Researchers at the Texas A&M AgriLife Center for Grazinglands and Ranch Management are investigating the impact of grazing practices on the long-term sustainability and biodiversity of landscapes enrolled in the U.S. Department of Agriculture’s Conservation Reserve Program.
Supported by the USDA Farm Service Agency, the project will focus on adaptive grazing practices such as managed timing, intensity, frequency, duration and resting period.
About the Conservation Reserve Program
“The Conservation Reserve Program continues to be one of the signature conservation efforts of the USDA,” said Jeff Goodwin, Ph.D., director of the Center for Grazinglands and Ranch Management, Bryan-College Station. “The effort has a 38-year legacy of successfully protecting the nation’s natural resources while providing significant economic and environmental benefits to rural communities across the U.S.”
Established in 1985, the Conservation Reserve Program, or CRP as it is commonly known, is one of the nation’s largest private-land conservation programs with more than 23 million acres enrolled across the U.S.
Through contracts varying in length from 10 to 15 years, voluntary participants agree to remove environmentally sensitive cropland from agricultural production and devote the land to the long-term conservation of grasslands, soil health, water quality and wildlife habitat. In return, these landowners receive annual payments and cost share assistance to implement conservation-based management practices.
Texas’ enrolled landscapes
In Texas, more than 90% of the roughly 2.7 million acres enrolled in the Conservation Reserve Program are in the High Plains and Rolling Plains ecological regions.
Due to this density of enrolled properties, Goodwin and research partners in the Texas A&M College of Agriculture and Life Sciences will focus their studies within these regions.
Collaborating researchers include Katie Lewis, Ph.D., Texas A&M AgriLife Research soil chemistry and fertility scientist and associate professor in the Department of Soil and Crop Sciences, Lubbock, and Stephen Webb, Ph.D., Texas A&M Natural Resources Institute research assistant professor in the Department of Rangeland, Wildlife and Fisheries Management, Bryan-College Station.
Grazing exclusion and grassland trends
Since its inception, the Conservation Reserve Program has excluded grazing on enrolled lands with certain exceptions for emergency drought and disaster events or biennial grazing regimes outside of the grassland bird nesting season. Producers who do graze at a reduced stocking rate during the primary nesting season generally receive a 25% reduction in their annual payment from the program.
Historically, grassland ecosystems were maintained by periodic disturbances in the form of fire and grazing ruminants such as bison.
Goodwin said the removal of these disturbances can lead to the proliferation of less-desirable vegetative communities. Woody encroachment, land conversion, land fragmentation, invasive species and poor grazing practices have also contributed to the precipitous decline in native grassland health, as well as the avian species that depend on them.
“There is a common misconception that cattle production and conservation cannot coexist and have mutually exclusive goals,” Goodwin said. “But as the adage goes, ‘it’s not the cow; it’s the how.’”
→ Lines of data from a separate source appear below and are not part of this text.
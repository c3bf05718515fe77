use std::collections::HashMap;

/// Maps text to a polarity in `[-1, 1]`.
pub trait PolarityScorer: Send + Sync {
    fn polarity(&self, text: &str) -> f64;
}

/// Rule-based scorer over a word lexicon.
///
/// Each lexicon hit contributes its weight, sign-flipped when directly
/// preceded by a negation and scaled by a preceding intensifier. The
/// polarity is the mean over hits, clamped to `[-1, 1]`; text without hits
/// is neutral (0.0).
pub struct LexiconScorer {
    words: HashMap<String, f64>,
    negations: Vec<&'static str>,
    intensifiers: HashMap<&'static str, f64>,
}

const POSITIVE: &[(&str, f64)] = &[
    ("beat", 0.6),
    ("beats", 0.6),
    ("boost", 0.5),
    ("bullish", 0.8),
    ("gain", 0.5),
    ("gains", 0.5),
    ("good", 0.7),
    ("great", 0.8),
    ("growth", 0.6),
    ("high", 0.3),
    ("jump", 0.6),
    ("jumps", 0.6),
    ("outperform", 0.7),
    ("profit", 0.6),
    ("rally", 0.7),
    ("record", 0.6),
    ("rise", 0.5),
    ("rises", 0.5),
    ("soar", 0.8),
    ("soars", 0.8),
    ("strong", 0.5),
    ("surge", 0.7),
    ("surges", 0.7),
    ("upgrade", 0.6),
    ("win", 0.6),
];

const NEGATIVE: &[(&str, f64)] = &[
    ("bad", -0.7),
    ("bearish", -0.8),
    ("concern", -0.5),
    ("concerns", -0.5),
    ("crash", -0.9),
    ("decline", -0.6),
    ("declines", -0.6),
    ("downgrade", -0.6),
    ("drop", -0.6),
    ("drops", -0.6),
    ("fall", -0.5),
    ("falls", -0.5),
    ("fear", -0.6),
    ("fears", -0.6),
    ("fraud", -0.9),
    ("lawsuit", -0.6),
    ("loss", -0.6),
    ("losses", -0.6),
    ("low", -0.3),
    ("miss", -0.6),
    ("misses", -0.6),
    ("plunge", -0.8),
    ("plunges", -0.8),
    ("risk", -0.4),
    ("slide", -0.5),
    ("slump", -0.7),
    ("weak", -0.5),
    ("worst", -1.0),
];

const NEGATIONS: &[&str] = &[
    "not", "no", "never", "cannot", "cant", "don't", "dont", "doesn't", "doesnt", "didn't",
    "didnt", "won't", "wont", "isn't", "isnt", "aren't", "arent", "wasn't", "wasnt", "hardly",
    "barely",
];

const INTENSIFIERS: &[(&str, f64)] = &[
    ("very", 1.3),
    ("extremely", 1.6),
    ("highly", 1.3),
    ("significantly", 1.3),
    ("sharply", 1.4),
    ("slightly", 0.5),
    ("somewhat", 0.7),
];

impl Default for LexiconScorer {
    fn default() -> Self {
        Self::new()
    }
}

impl LexiconScorer {
    pub fn new() -> Self {
        let words = POSITIVE
            .iter()
            .chain(NEGATIVE)
            .map(|&(w, s)| (w.to_string(), s))
            .collect();
        Self {
            words,
            negations: NEGATIONS.to_vec(),
            intensifiers: INTENSIFIERS.iter().copied().collect(),
        }
    }

    /// Add or replace a lexicon entry.
    pub fn with_word(mut self, word: &str, weight: f64) -> Self {
        self.words.insert(word.to_lowercase(), weight.clamp(-1.0, 1.0));
        self
    }

    pub fn weight(&self, word: &str) -> Option<f64> {
        self.words.get(&word.to_lowercase()).copied()
    }

    fn is_negation(&self, word: &str) -> bool {
        self.negations.iter().any(|n| *n == word)
    }
}

impl PolarityScorer for LexiconScorer {
    fn polarity(&self, text: &str) -> f64 {
        let mut hits: Vec<f64> = Vec::new();
        let mut negate = false;
        let mut scale = 1.0;

        for token in tokens(text) {
            if self.is_negation(&token) {
                negate = true;
                continue;
            }
            if let Some(&mult) = self.intensifiers.get(token.as_str()) {
                scale = mult;
                continue;
            }
            if let Some(&weight) = self.words.get(&token) {
                let signed = if negate { -weight } else { weight };
                hits.push(signed * scale);
            }
            negate = false;
            scale = 1.0;
        }

        if hits.is_empty() {
            return 0.0;
        }
        (hits.iter().sum::<f64>() / hits.len() as f64).clamp(-1.0, 1.0)
    }
}

/// Lowercased words with surrounding punctuation stripped.
fn tokens(text: &str) -> impl Iterator<Item = String> + '_ {
    text.split_whitespace()
        .map(|w| {
            w.trim_matches(|c: char| !c.is_alphanumeric() && c != '\'')
                .to_lowercase()
        })
        .filter(|w| !w.is_empty())
}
Goodwin said an increasing amount of scientific research suggests that by focusing on ecological principles, grazing animals become yet another tool in the toolbox to help conserve and manage wildlife habitat and other ecosystem processes.
Boots and hooves on the ground
Specifically, researchers are seeking to answer three key questions related to lands enrolled in the Conservation Reserve Program:
- Can adaptive grazing management provide greater ecosystem and climate change mitigation benefits than biannual grazing or grazing exclusion?
- Are the conservation and ecosystem benefits of adaptive grazing management influenced by native versus introduced grass species?
- Can grassland birds be used as an indicator metric for the health and function of Conservation Reserve Program lands in the Texas High Plains?
To find these answers, over the next five years researchers will employ and replicate a variety of land management treatments across 18 properties enrolled in the program. These different management treatments include grazing exclusion, as well as alternative year grazing and adaptive grazing management techniques.
This investigation will enable researchers to collect valuable data on soil organic carbon and microbial activity, vegetation composition and structure, plus the presence or absence of high-priority avian species.
“Information gained from this study will benefit a number of stakeholders by providing data-driven insights and scientific evidence to inform Conservation Reserve Program policy on the ecologic outcomes associated with the implementation of grazing management,” Goodwin said. “Ultimately, this study will continue to inform the scientific literature serving as a scientific basis of support for the conservation of working lands in the U.S.”